May 28, 2017

The Money Trail vs. The Paper Trail

by KK MacKinstry/Lendinglies.com

Homeowners trying to receive evidence of the money trail are stonewalled from obtaining the documents that would help them to prove their case and prevail.  Discovery is often blocked on ordinary grounds or on the basis of relevance.  Therefore Discovery must be executed with precision, caution and as part of the record.  Both the money trail and the paper trail matter, but revealing the money trail is much more difficult because in that discovery lies the smoking gun.

To date, foreclosures are based on fake, fabricated documents because the Megabanks deliberately designed underwriting requirements that required the destruction of the mortgage notes.  The servicer’s attorney typically proffers an original note that is robosigned by a party with no personal knowledge of the note or loan history and status.  Just because the documents appear facially valid and it contains all the elements it doesn’t mean the information the note or loan documents are true.

During the Neil Garfield Show broadcast on May 25, 2017 Neil Garfield advised that people fighting foreclosure consider the following:

#1  Why is the Lawyer’s client the servicer and not the trust or true creditor?

Homeowners should object and demand that the true creditor bring the lawsuit- not the servicer.  Most of the time the attorney doesn’t even know who the real client really is.  For more information please see:

https://livinglies.me/2017/05/25/foreclosure-mills-dont-know-their-client/

#2 The Note is not the Original.

In the majority of foreclosures, the note was destroyed shortly after closing.  Furthermore, the note does not contain the borrower’s signature(s).  The note is a fake and a fabrication and the use of a fabricated note should involve governmental agencies and law enforcement action.  A note without a valid signature should not be admitted into the record or enforced.  Unfortunately, the only remedy for the homeowner typically occurs only after the home has been sold.

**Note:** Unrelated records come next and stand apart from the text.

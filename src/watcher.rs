//! Tails the control file.
//!
//! The file is read from the start, then polled for appended bytes. Raw
//! chunks are forwarded as they arrive; splitting them into lines is the
//! control loop's job.
//!
//! The file counts as a new command stream when it shrinks, when the path
//! now names a different file (replaced by rename, or removed), or when its
//! first bytes no longer match what was read. The watcher then sends
//! [`WatchEvent::Restart`] and reads the new contents from the beginning.
//! Any I/O error is forwarded once and ends the watch.

use log::{debug, info};
use std::fs::Metadata;
use std::io::{self, SeekFrom};
use std::path::PathBuf;
use std::time::Duration;
use tokio::fs::{self, File, OpenOptions};
use tokio::io::{AsyncReadExt, AsyncSeekExt};
use tokio::sync::mpsc;
use tokio::task::JoinHandle;

const CHUNK_SIZE: usize = 8 * 1024;
const CHANNEL_CAPACITY: usize = 64;

/// Leading bytes remembered to notice an in-place rewrite
const HEAD_LEN: usize = 256;

/// What the watcher saw in the control file.
#[derive(Debug, Clone, PartialEq, Eq)]
pub enum WatchEvent {
    /// Everything delivered so far is void; a new command stream follows.
    Restart,

    /// Bytes appended to the current stream
    Data(Vec<u8>),
}

/// What the watcher delivers: an event, or the error that stopped it.
pub type ControlInput = io::Result<WatchEvent>;

pub struct ControlFile {
    path: PathBuf,
    poll_interval: Duration,
}

/// Open handle plus how far it has been read.
struct Cursor {
    file: File,
    offset: u64,
    head: Vec<u8>,
}

impl Cursor {
    fn new(file: File) -> Self {
        Cursor {
            file,
            offset: 0,
            head: Vec::new(),
        }
    }

    fn advance(&mut self, chunk: &[u8]) {
        self.offset += chunk.len() as u64;
        let missing = HEAD_LEN.saturating_sub(self.head.len()).min(chunk.len());
        self.head.extend_from_slice(&chunk[..missing]);
    }

    /// Re-reads the leading bytes and compares them with what was consumed.
    async fn head_matches(&mut self) -> io::Result<bool> {
        if self.head.is_empty() {
            return Ok(true);
        }

        let mut current = vec![0u8; self.head.len()];
        self.file.seek(SeekFrom::Start(0)).await?;
        match self.file.read_exact(&mut current).await {
            Ok(_) => Ok(current == self.head),
            Err(e) if e.kind() == io::ErrorKind::UnexpectedEof => Ok(false),
            Err(e) => Err(e),
        }
    }
}

impl ControlFile {
    pub fn new(path: impl Into<PathBuf>, poll_interval: Duration) -> Self {
        ControlFile {
            path: path.into(),
            poll_interval,
        }
    }

    /// Starts tailing on the current runtime.
    pub fn spawn(self) -> (mpsc::Receiver<ControlInput>, JoinHandle<()>) {
        let (tx, rx) = mpsc::channel(CHANNEL_CAPACITY);
        let handle = tokio::spawn(async move {
            if let Err(e) = self.tail(&tx).await {
                // the receiver may already be gone on shutdown
                let _ = tx.send(Err(e)).await;
            }
        });
        (rx, handle)
    }

    async fn tail(&self, tx: &mpsc::Sender<ControlInput>) -> io::Result<()> {
        let mut cursor = Cursor::new(self.open().await?);
        let mut buf = vec![0u8; CHUNK_SIZE];

        info!("Watching control file {}", self.path.display());

        loop {
            if let Some(reason) = self.restart_reason(&mut cursor).await? {
                info!("Control file {}, reading it again from the start", reason);
                cursor = Cursor::new(self.open().await?);
                if tx.send(Ok(WatchEvent::Restart)).await.is_err() {
                    debug!("Control loop gone, stopping watcher");
                    return Ok(());
                }
            }

            let len = cursor.file.metadata().await?.len();
            if len > cursor.offset {
                cursor.file.seek(SeekFrom::Start(cursor.offset)).await?;
                loop {
                    let n = cursor.file.read(&mut buf).await?;
                    if n == 0 {
                        break;
                    }
                    cursor.advance(&buf[..n]);
                    if tx.send(Ok(WatchEvent::Data(buf[..n].to_vec()))).await.is_err() {
                        debug!("Control loop gone, stopping watcher");
                        return Ok(());
                    }
                }
            }

            if tx.is_closed() {
                return Ok(());
            }
            tokio::time::sleep(self.poll_interval).await;
        }
    }

    /// Why the open handle no longer reflects the command stream, if it doesn't.
    async fn restart_reason(&self, cursor: &mut Cursor) -> io::Result<Option<&'static str>> {
        let on_disk = match fs::metadata(&self.path).await {
            Ok(meta) => meta,
            Err(e) if e.kind() == io::ErrorKind::NotFound => return Ok(Some("was removed")),
            Err(e) => return Err(e),
        };

        if !same_file(&on_disk, &cursor.file.metadata().await?) {
            return Ok(Some("was replaced"));
        }
        if on_disk.len() < cursor.offset {
            return Ok(Some("shrank"));
        }
        if on_disk.len() > cursor.offset && !cursor.head_matches().await? {
            return Ok(Some("was rewritten"));
        }
        Ok(None)
    }

    async fn open(&self) -> io::Result<File> {
        OpenOptions::new()
            .read(true)
            .append(true)
            .create(true)
            .open(&self.path)
            .await
    }
}

#[cfg(unix)]
fn same_file(a: &Metadata, b: &Metadata) -> bool {
    use std::os::unix::fs::MetadataExt;
    a.dev() == b.dev() && a.ino() == b.ino()
}

#[cfg(not(unix))]
fn same_file(_: &Metadata, _: &Metadata) -> bool {
    true
}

#3  Robosigners know nothing

You must object immediately that robosigner testimony does not provide a foundation, is hearsay and is leading.  Object quickly and if sustained move to strike or you sustain the objection.  You don’t have a second to spare when objecting.

#4 The Note is nothing but a memorialization

The note is a memorialization of an event that never happened because the third party that provided the funds was never identified.  Under the merger doctrine the debt merges into the note but when the creditor and the payee are different there can’t be a merger.  Thus, the note is no longer evidence of the debt.  You must be prepared and have relevant case law to argue the party on the note must bring the lawsuit, not a third party.

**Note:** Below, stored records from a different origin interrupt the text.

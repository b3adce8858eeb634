//! Domestic Ledger daemon
//!
//! Tails the control file, keeps the ledger in memory and rewrites the
//! status file after every change. Runs until SIGTERM or Ctrl-C.
//!
//! # Usage
//!
//! ```bash
//! cargo run -- ledger.conf
//! echo 'tr coffee "corner shop" 2020-01-01 -3.5' >> ctl
//! ```
//!
//! # Environment Variables
//!
//! - `RUST_LOG`: Set to `debug` or `warn` to control logging verbosity

use domestic_ledger::config::{self, Config};
use domestic_ledger::{
    ControlFile, LedgerEngine, LedgerError, Result, StatusFile, TokioAlarm, TransactionLog,
};
use log::{info, warn};
use std::env;
use std::process;
use tokio::sync::mpsc;

fn main() {
    env_logger::init();

    let args: Vec<String> = env::args().collect();
    match run(&args) {
        Ok(()) => {}
        // an unusable config path is a usage mistake, not a failure
        Err(LedgerError::ConfigFilePath(path)) => {
            warn!("Cannot open config file {}", path);
            let program = args.first().map(String::as_str).unwrap_or("domestic-ledger");
            println!("{}", config::usage(program));
        }
        Err(e) => {
            eprintln!("Error: {}", e);
            process::exit(1);
        }
    }
}

fn run(args: &[String]) -> Result<()> {
    let config = Config::from_args(args)?;

    let runtime = tokio::runtime::Builder::new_current_thread()
        .enable_all()
        .build()?;
    runtime.block_on(serve(config))
}

async fn serve(config: Config) -> Result<()> {
    let (firings_tx, firings) = mpsc::unbounded_channel();
    let journal = TransactionLog::open(&config.transactions_log)?;
    let status = StatusFile::new(&config.status);

    let mut engine = LedgerEngine::new(TokioAlarm::new(firings_tx), status)
        .with_journal(journal)
        .with_refresh_interval(config.refresh_interval);
    engine.publish()?;

    let (control, watcher) = ControlFile::new(&config.ctl_file, config.poll_interval).spawn();
    info!(
        "Reading commands from {}, publishing to {}",
        config.ctl_file.display(),
        config.status.display()
    );

    let result = engine.run(control, firings, shutdown_signal()).await;

    info!("Closing");
    watcher.abort();
    result
}

/// Resolves on SIGTERM or Ctrl-C.
async fn shutdown_signal() {
    #[cfg(unix)]
    {
        use tokio::signal::unix::{signal, SignalKind};

        match signal(SignalKind::terminate()) {
            Ok(mut term) => {
                tokio::select! {
                    _ = term.recv() => {}
                    _ = tokio::signal::ctrl_c() => {}
                }
                return;
            }
            Err(e) => warn!("Cannot listen for SIGTERM: {}", e),
        }
    }

    if let Err(e) = tokio::signal::ctrl_c().await {
        warn!("Cannot listen for Ctrl-C: {}", e);
        std::future::pending::<()>().await;
    }
}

You can’t prove the money trail unless you are able to obtain discovery.   Without evidence it is impossible to determine if the transfer was a transfer of convenience or memorializes an actual purchase and sale.  The majority of transfers are merely ones of convenience to create the appearance of a legitimate transfer.

When there is no consideration provided for transfer it should be inferred that there is no consideration paid for the note.  When you are purchasing a property with real money it would be logical to assume you would retain proof of payment! Since there was no exchange of real money there is no evidence of consideration of payment.

The best way to obtain evidence of the money trail to justify discovery is by:

-cross examining the bank witness to establish that the witness has been coached on what to say and may have been given scripted notes but doesn’t know anything about the loan or note.

-asking the witness about the boarding process including who transferred and maintained the process as well as the elements of the transfer.

-question the witness if they conducted a thorough search of ownership or if someone else did.  If someone else did- strike as hearsay.

– ask witness if the records are kept at LPS during litigation.

-determine if there was fraud not only in the inducement but in the execution of documents.

A new and exciting litigation opportunity has been raised by investigator Bill Paatalo who believes that insurance and reinsurance companies are the ones really pulling the strings and directing the foreclosure.  Often the borrower is paying for the mortgage insurance by paying a higher interest rate for the lenders mortgage insurance without disclosing this fact to the borrower.  This trend was especially prevalent in early 2000 when lender’s were issuing 80/20 loans to get around the need for a down payment.

Paatalo believes this practice violated the 1998 Home Owners Protection Act which required disclosure of any kickbacks, higher premiums or interest rates under RESPA.  Through a practice called captive reinsurance agreements the borrower paid a higher interest rate in exchange for lender private mortgage insurance when it would have been less expensive for the borrower to receive a lower interest rate while paying for mortgage insurance themselves.

Paatalo encourages borrowers to review their loan closing document and look for any representations from the originator disclosing the higher interest rate incurred by the homeowner.  If the originator didn’t disclose this practice, and the homeowner just discovered the fraud, the homeowner likely still have a claim since the statute of limitations doesn’t begin to run until the fraud is discovered.